#### GOAL OF THE EXERCISE
Please output exactly the run of lines that starts at the line with "fn seed_demo(store: &mut" and ends at the last line of the records below.

Saved data entries

- - -

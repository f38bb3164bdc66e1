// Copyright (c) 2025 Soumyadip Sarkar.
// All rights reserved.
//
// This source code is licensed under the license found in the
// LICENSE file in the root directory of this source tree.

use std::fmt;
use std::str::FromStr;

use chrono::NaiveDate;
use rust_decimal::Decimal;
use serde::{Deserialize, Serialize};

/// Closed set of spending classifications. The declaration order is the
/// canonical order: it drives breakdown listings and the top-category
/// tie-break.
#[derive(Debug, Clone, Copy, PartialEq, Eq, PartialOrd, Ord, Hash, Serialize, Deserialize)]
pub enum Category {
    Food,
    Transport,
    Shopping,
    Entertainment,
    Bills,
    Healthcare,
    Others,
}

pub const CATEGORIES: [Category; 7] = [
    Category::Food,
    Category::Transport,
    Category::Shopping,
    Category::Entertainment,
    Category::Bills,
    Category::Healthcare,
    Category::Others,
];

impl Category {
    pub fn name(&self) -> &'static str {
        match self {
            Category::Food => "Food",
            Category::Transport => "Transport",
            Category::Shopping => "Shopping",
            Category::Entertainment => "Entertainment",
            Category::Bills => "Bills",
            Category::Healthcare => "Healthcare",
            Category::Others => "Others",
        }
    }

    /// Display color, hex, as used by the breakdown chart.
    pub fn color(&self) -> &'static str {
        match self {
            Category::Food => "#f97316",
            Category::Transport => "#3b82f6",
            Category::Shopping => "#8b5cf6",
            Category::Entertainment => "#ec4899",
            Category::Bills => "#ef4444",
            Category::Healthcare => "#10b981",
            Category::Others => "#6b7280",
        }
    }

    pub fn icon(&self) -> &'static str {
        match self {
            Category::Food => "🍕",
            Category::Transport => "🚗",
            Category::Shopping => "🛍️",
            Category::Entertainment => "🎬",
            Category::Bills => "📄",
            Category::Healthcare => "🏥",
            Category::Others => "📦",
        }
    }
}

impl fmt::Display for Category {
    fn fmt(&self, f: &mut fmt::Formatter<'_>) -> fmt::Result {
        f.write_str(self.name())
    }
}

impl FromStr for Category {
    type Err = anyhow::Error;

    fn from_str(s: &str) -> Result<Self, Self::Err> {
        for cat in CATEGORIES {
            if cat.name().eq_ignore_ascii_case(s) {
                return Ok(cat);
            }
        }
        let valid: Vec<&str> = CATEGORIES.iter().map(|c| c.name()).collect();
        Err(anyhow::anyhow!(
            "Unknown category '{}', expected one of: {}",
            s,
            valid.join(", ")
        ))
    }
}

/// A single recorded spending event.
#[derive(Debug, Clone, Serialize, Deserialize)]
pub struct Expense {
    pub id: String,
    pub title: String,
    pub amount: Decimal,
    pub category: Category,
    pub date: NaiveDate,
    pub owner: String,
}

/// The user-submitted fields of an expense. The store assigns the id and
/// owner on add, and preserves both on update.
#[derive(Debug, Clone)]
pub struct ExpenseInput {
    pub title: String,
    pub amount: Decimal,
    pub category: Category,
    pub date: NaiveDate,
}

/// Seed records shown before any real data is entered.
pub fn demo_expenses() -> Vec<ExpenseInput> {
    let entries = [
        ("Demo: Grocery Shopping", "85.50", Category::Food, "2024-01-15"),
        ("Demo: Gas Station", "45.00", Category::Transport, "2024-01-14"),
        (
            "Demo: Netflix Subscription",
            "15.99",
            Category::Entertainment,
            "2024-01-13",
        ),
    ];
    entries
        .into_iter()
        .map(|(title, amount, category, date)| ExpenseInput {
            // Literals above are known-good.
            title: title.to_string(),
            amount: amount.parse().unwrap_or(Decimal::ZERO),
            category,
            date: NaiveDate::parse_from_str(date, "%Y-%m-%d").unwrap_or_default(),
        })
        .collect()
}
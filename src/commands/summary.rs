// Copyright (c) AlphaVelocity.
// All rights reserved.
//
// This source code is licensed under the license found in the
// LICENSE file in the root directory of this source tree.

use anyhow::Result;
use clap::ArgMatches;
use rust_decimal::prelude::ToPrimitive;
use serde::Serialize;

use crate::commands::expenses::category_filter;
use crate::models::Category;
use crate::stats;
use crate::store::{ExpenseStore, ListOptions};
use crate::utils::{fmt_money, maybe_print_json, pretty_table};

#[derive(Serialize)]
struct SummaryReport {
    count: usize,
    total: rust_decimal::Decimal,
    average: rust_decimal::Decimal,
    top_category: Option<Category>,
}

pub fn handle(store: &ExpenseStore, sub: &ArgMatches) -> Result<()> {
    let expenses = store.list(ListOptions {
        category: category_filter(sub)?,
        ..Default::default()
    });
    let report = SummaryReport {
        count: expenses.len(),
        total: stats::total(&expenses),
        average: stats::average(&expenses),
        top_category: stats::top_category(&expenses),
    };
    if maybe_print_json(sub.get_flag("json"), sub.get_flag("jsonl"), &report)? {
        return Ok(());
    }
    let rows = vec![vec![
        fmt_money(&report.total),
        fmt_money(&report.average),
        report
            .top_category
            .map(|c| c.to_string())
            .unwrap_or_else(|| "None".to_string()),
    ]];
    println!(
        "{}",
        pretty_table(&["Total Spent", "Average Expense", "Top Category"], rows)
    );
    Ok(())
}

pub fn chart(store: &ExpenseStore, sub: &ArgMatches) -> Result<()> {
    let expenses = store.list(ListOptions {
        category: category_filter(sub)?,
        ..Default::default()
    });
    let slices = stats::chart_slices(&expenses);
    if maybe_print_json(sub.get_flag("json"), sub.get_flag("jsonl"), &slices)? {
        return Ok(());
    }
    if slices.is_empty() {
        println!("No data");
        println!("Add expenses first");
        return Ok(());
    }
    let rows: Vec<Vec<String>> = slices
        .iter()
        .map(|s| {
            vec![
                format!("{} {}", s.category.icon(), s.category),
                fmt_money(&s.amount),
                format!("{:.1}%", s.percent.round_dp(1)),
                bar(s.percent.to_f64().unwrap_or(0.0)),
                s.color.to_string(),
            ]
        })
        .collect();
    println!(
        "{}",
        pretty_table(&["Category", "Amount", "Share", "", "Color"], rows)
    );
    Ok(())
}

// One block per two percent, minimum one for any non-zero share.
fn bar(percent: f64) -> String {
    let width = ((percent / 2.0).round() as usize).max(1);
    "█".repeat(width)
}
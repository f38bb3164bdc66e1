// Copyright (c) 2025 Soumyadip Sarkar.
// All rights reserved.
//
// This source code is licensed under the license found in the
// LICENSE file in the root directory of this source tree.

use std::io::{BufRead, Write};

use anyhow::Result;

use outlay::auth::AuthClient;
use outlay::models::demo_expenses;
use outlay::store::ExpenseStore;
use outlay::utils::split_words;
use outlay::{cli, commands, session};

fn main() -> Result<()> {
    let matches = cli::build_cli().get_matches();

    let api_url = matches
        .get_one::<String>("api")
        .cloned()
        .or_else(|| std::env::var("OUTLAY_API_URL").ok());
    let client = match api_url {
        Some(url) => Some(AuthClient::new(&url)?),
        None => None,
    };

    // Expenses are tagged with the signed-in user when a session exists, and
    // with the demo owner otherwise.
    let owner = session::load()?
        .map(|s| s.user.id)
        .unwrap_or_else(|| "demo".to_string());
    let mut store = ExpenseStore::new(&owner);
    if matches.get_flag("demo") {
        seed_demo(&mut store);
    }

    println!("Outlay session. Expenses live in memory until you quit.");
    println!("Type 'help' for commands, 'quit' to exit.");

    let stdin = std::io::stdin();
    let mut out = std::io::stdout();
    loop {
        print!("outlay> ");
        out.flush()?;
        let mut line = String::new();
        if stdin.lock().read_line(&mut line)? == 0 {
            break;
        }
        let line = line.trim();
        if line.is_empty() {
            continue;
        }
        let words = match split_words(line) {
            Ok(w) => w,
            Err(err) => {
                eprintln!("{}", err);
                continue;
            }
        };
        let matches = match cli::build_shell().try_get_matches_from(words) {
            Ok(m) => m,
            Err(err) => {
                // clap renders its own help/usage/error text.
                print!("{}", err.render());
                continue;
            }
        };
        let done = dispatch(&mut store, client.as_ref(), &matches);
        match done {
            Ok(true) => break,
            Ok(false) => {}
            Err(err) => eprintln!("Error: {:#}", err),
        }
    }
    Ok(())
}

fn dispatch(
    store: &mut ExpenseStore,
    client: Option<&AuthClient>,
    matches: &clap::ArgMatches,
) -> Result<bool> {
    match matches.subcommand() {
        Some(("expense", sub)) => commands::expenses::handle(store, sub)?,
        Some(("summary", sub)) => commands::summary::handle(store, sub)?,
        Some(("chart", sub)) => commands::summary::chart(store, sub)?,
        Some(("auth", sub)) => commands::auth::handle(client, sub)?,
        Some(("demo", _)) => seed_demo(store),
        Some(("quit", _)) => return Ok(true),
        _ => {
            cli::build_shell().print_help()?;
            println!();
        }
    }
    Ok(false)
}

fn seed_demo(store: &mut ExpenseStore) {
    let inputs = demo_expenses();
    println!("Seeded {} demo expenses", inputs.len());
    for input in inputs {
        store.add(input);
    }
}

- - -

#### TASK RESPONSE
fn seed_demo(store: &mut ExpenseStore) {
    let inputs = demo_expenses();
    println!("Seeded {} demo expenses", inputs.len());
    for input in inputs {
        store.add(input);
    }
}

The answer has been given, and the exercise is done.